▸ THE PROBLEM:
Please report how many lines of the data include the word "https", with the number as the entire reply.

------ DATA PROVIDED

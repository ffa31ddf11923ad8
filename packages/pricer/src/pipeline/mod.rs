//! Batch matching pipeline.

mod batch;
mod cache;

pub use batch::{BatchOutcome, BatchRunner};
pub use cache::MatchCache;
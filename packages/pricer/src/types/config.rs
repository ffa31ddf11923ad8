//! Configuration types for matching and batch execution.

use std::time::Duration;

use serde::{Deserialize, Serialize};

use crate::retry::RetryPolicy;

/// Acceptance thresholds for the ranker.
#[derive(Debug, Clone, Copy, Serialize, Deserialize)]
pub struct MatchConfig {
    /// Minimum fuzzy similarity (0-100) for a name match to be trusted.
    ///
    /// Identifier matches bypass this entirely. Default: 70.
    pub accept_threshold: u8,

    /// Minimum similarity for the price-fallback block scan over raw
    /// page text. Default: 65.
    pub page_fuzzy_threshold: u8,
}

impl Default for MatchConfig {
    fn default() -> Self {
        Self {
            accept_threshold: 70,
            page_fuzzy_threshold: 65,
        }
    }
}

impl MatchConfig {
    /// Create a config with default thresholds.
    pub fn new() -> Self {
        Self::default()
    }

    /// Set the fuzzy acceptance threshold.
    pub fn with_accept_threshold(mut self, threshold: u8) -> Self {
        self.accept_threshold = threshold;
        self
    }

    /// Set the page-text fallback threshold.
    pub fn with_page_fuzzy_threshold(mut self, threshold: u8) -> Self {
        self.page_fuzzy_threshold = threshold;
        self
    }
}

/// Configuration for one batch run.
#[derive(Debug, Clone)]
pub struct BatchConfig {
    /// Maximum simultaneously in-flight query evaluations.
    /// Exceeding this blocks until a slot frees; nothing is dropped.
    pub concurrency: usize,

    /// Per-adapter call timeout. A timed-out source contributes zero
    /// candidates and the query moves on.
    pub request_timeout: Duration,

    /// Matching thresholds.
    pub matching: MatchConfig,

    /// Retry policy applied at the HTTP boundary.
    pub retry: RetryPolicy,
}

impl Default for BatchConfig {
    fn default() -> Self {
        Self {
            concurrency: 10,
            request_timeout: Duration::from_secs(20),
            matching: MatchConfig::default(),
            retry: RetryPolicy::default(),
        }
    }
}

impl BatchConfig {
    /// Create a config with defaults.
    pub fn new() -> Self {
        Self::default()
    }

    /// Set the concurrency bound.
    pub fn with_concurrency(mut self, concurrency: usize) -> Self {
        self.concurrency = concurrency.max(1);
        self
    }

    /// Set the per-adapter timeout.
    pub fn with_request_timeout(mut self, timeout: Duration) -> Self {
        self.request_timeout = timeout;
        self
    }

    /// Set matching thresholds.
    pub fn with_matching(mut self, matching: MatchConfig) -> Self {
        self.matching = matching;
        self
    }

    /// Set the retry policy.
    pub fn with_retry(mut self, retry: RetryPolicy) -> Self {
        self.retry = retry;
        self
    }
}
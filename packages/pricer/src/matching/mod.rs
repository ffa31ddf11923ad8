//! The matching core: text normalization, identifier extraction,
//! similarity scoring, and candidate ranking.
//!
//! Everything here is pure and synchronous. Network I/O stays in the
//! adapters; the pipeline suspends only at the adapter boundary.

pub mod identifiers;
pub mod normalize;
pub mod rank;
pub mod score;

pub use identifiers::{extract_single_identifier, extract_trailing_identifiers, parse_query};
pub use normalize::{normalize, normalize_text};
pub use rank::{rank, rank_with_page, PageContext};
pub use score::score;
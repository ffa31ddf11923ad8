//! Core traits for site adapters.

mod adapter;

pub use adapter::SiteAdapter;
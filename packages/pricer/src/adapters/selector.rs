//! CSS-selector driven adapter for scraped HTML listings.

use async_trait::async_trait;
use scraper::{ElementRef, Html, Selector};
use tracing::debug;
use url::Url;

use super::http::HttpFetcher;
use crate::error::{AdapterError, AdapterResult};
use crate::price;
use crate::traits::SiteAdapter;
use crate::types::Candidate;

/// Shape of one site's search results markup.
///
/// `search_base` plus `query_param` form the search URL; the three
/// selectors locate product tiles and the name and price inside each.
#[derive(Debug, Clone)]
pub struct SelectorConfig {
    pub site: String,
    pub search_base: String,
    pub query_param: String,
    pub item_selector: String,
    pub name_selector: String,
    pub price_selector: String,
}

impl SelectorConfig {
    pub fn new(
        site: impl Into<String>,
        search_base: impl Into<String>,
        query_param: impl Into<String>,
        item_selector: impl Into<String>,
        name_selector: impl Into<String>,
        price_selector: impl Into<String>,
    ) -> Self {
        Self {
            site: site.into(),
            search_base: search_base.into(),
            query_param: query_param.into(),
            item_selector: item_selector.into(),
            name_selector: name_selector.into(),
            price_selector: price_selector.into(),
        }
    }
}

/// Generic adapter for sites scraped off their HTML search pages.
///
/// One instance per site, configured with a [`SelectorConfig`]; the
/// presets cover the sources this tool ships with.
///
/// # Example
///
/// ```rust,ignore
/// use pricer::adapters::{HttpFetcher, SelectorAdapter};
///
/// let adapter = SelectorAdapter::laserparts(HttpFetcher::new()?)?;
/// let candidates = adapter.search("Термоплёнка RM1-1740-040CN").await?;
/// ```
pub struct SelectorAdapter {
    fetcher: HttpFetcher,
    config: SelectorConfig,
    item_sel: Selector,
    name_sel: Selector,
    price_sel: Selector,
    link_sel: Selector,
    base: Url,
}

impl SelectorAdapter {
    pub fn new(fetcher: HttpFetcher, config: SelectorConfig) -> AdapterResult<Self> {
        let item_sel = parse_selector(&config.site, &config.item_selector)?;
        let name_sel = parse_selector(&config.site, &config.name_selector)?;
        let price_sel = parse_selector(&config.site, &config.price_selector)?;
        let link_sel = parse_selector(&config.site, "a")?;
        let base = Url::parse(&config.search_base)?;
        Ok(Self {
            fetcher,
            config,
            item_sel,
            name_sel,
            price_sel,
            link_sel,
            base,
        })
    }

    /// laserparts.ru search listing.
    pub fn laserparts(fetcher: HttpFetcher) -> AdapterResult<Self> {
        Self::new(
            fetcher,
            SelectorConfig::new(
                "laserparts.ru",
                "https://www.laserparts.ru/search",
                "query",
                ".product-item",
                ".product-title",
                ".price",
            ),
        )
    }

    /// tze1.ru search listing.
    pub fn tze1(fetcher: HttpFetcher) -> AdapterResult<Self> {
        Self::new(
            fetcher,
            SelectorConfig::new(
                "tze1.ru",
                "https://tze1.ru/search",
                "search",
                ".product-thumb",
                ".caption a",
                ".price",
            ),
        )
    }

    /// zipzip.ru search listing.
    pub fn zipzip(fetcher: HttpFetcher) -> AdapterResult<Self> {
        Self::new(
            fetcher,
            SelectorConfig::new(
                "zipzip.ru",
                "https://zipzip.ru/search/",
                "q",
                ".item_info",
                ".item-title",
                ".price_value",
            ),
        )
    }

    fn search_url(&self, query: &str) -> Url {
        let mut url = self.base.clone();
        url.query_pairs_mut()
            .append_pair(&self.config.query_param, query);
        url
    }

    /// Parse one results page into candidates.
    ///
    /// Runs synchronously between awaits: `scraper::Html` holds `Rc`
    /// internals and must not live across an await point.
    fn parse_listing(&self, html: &str, search_url: &Url) -> Vec<Candidate> {
        let document = Html::parse_document(html);
        let mut candidates = Vec::new();

        for tile in document.select(&self.item_sel) {
            let Some(name) = self.select_text(tile, &self.name_sel) else {
                continue;
            };
            let Some(price_text) = self.select_text(tile, &self.price_sel) else {
                continue;
            };
            let Some(price) = price::parse_price_cell(&price_text) else {
                continue;
            };

            let url = tile
                .select(&self.link_sel)
                .find_map(|a| a.value().attr("href"))
                .and_then(|href| self.base.join(href).ok())
                .map(|u| u.to_string())
                .unwrap_or_else(|| search_url.to_string());

            candidates.push(Candidate::new(name, price, url, self.config.site.clone()));
        }

        candidates
    }

    fn select_text(&self, tile: ElementRef<'_>, selector: &Selector) -> Option<String> {
        let text = tile
            .select(selector)
            .next()?
            .text()
            .collect::<String>()
            .split_whitespace()
            .collect::<Vec<_>>()
            .join(" ");
        (!text.is_empty()).then_some(text)
    }
}

fn parse_selector(site: &str, selector: &str) -> AdapterResult<Selector> {
    Selector::parse(selector).map_err(|e| AdapterError::Decode {
        site: site.to_string(),
        reason: format!("bad selector {selector:?}: {e}"),
    })
}

/// Visible text of a whole page, whitespace-collapsed per block.
fn visible_text(html: &str) -> String {
    let document = Html::parse_document(html);
    let mut out = String::new();
    for node in document.root_element().text() {
        let trimmed = node.trim();
        if !trimmed.is_empty() {
            if !out.is_empty() {
                out.push('\n');
            }
            out.push_str(trimmed);
        }
    }
    out
}

#[async_trait]
impl SiteAdapter for SelectorAdapter {
    fn site(&self) -> &str {
        &self.config.site
    }

    async fn search(&self, query: &str) -> AdapterResult<Vec<Candidate>> {
        let url = self.search_url(query);
        let body = self.fetcher.get_text(url.as_str(), &self.config.site).await?;
        let candidates = self.parse_listing(&body, &url);
        debug!(
            site = %self.config.site,
            query = %query,
            count = candidates.len(),
            "listing parsed"
        );
        Ok(candidates)
    }

    async fn page_text(&self, query: &str) -> AdapterResult<Option<String>> {
        let url = self.search_url(query);
        let body = self.fetcher.get_text(url.as_str(), &self.config.site).await?;
        let text = visible_text(&body);
        Ok((!text.is_empty()).then_some(text))
    }
}

#[cfg(test)]
mod tests {
    use super::*;

    fn adapter() -> SelectorAdapter {
        SelectorAdapter::laserparts(HttpFetcher::new().unwrap()).unwrap()
    }

    const LISTING: &str = r#"
        <html><body>
            <div class="product-item">
                <a href="/products/rm1-1740"><span class="product-title">Термоплёнка RM1-1740-040CN</span></a>
                <div class="price">990 руб.</div>
            </div>
            <div class="product-item">
                <span class="product-title">Без цены</span>
            </div>
            <div class="product-item">
                <a href="https://www.laserparts.ru/products/ce285a">
                    <span class="product-title">Картридж CE285A</span>
                </a>
                <div class="price">1 540,00 руб.</div>
            </div>
        </body></html>
    "#;

    #[test]
    fn test_parse_listing_extracts_tiles() {
        let a = adapter();
        let url = a.search_url("термоплёнка");
        let candidates = a.parse_listing(LISTING, &url);

        assert_eq!(candidates.len(), 2);
        assert_eq!(candidates[0].name, "Термоплёнка RM1-1740-040CN");
        assert_eq!(candidates[0].price, 990.0);
        assert_eq!(
            candidates[0].source_url,
            "https://www.laserparts.ru/products/rm1-1740"
        );
        assert_eq!(candidates[1].price, 1540.0);
        assert_eq!(candidates[1].source_site, "laserparts.ru");
    }

    #[test]
    fn test_tile_without_link_falls_back_to_search_url() {
        let html = r#"
            <div class="product-item">
                <span class="product-title">Вал резиновый</span>
                <div class="price">250 руб</div>
            </div>
        "#;
        let a = adapter();
        let url = a.search_url("вал");
        let candidates = a.parse_listing(html, &url);
        assert_eq!(candidates.len(), 1);
        assert_eq!(candidates[0].source_url, url.to_string());
    }

    #[test]
    fn test_search_url_encodes_cyrillic() {
        let url = adapter().search_url("Термоплёнка RM1-1740");
        assert!(url.as_str().starts_with("https://www.laserparts.ru/search?query="));
        assert!(!url.as_str().contains(' '));
    }

    #[test]
    fn test_visible_text_strips_markup() {
        let text = visible_text("<html><body><h1>Поиск</h1><p>990 руб.</p></body></html>");
        assert_eq!(text, "Поиск\n990 руб.");
    }
}
//! Ports - 抽象化レイヤー
//!
//! このモジュールは Hexagonal Architecture の「ポート」を定義します。
//! 各 trait は外部システム（ファイル, SQLite, PostgreSQL, 乱数, 時刻）への
//! インターフェースを提供し、実装の詳細を隠蔽します。
//!
//! # 設計原則
//! - DrawStore が source of truth（正本）
//! - DrawEngine は呼び出し間で状態を持たない

pub mod draw_store;
pub mod clock;
pub mod chooser;

// 主要な trait を再エクスポート
pub use self::draw_store::DrawStore;
pub use self::clock::{Clock, SystemClock, FixedClock};
pub use self::chooser::{Chooser, SeededChooser, ThreadRngChooser};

------------

▸ OUTPUT FOR THIS TASK:
6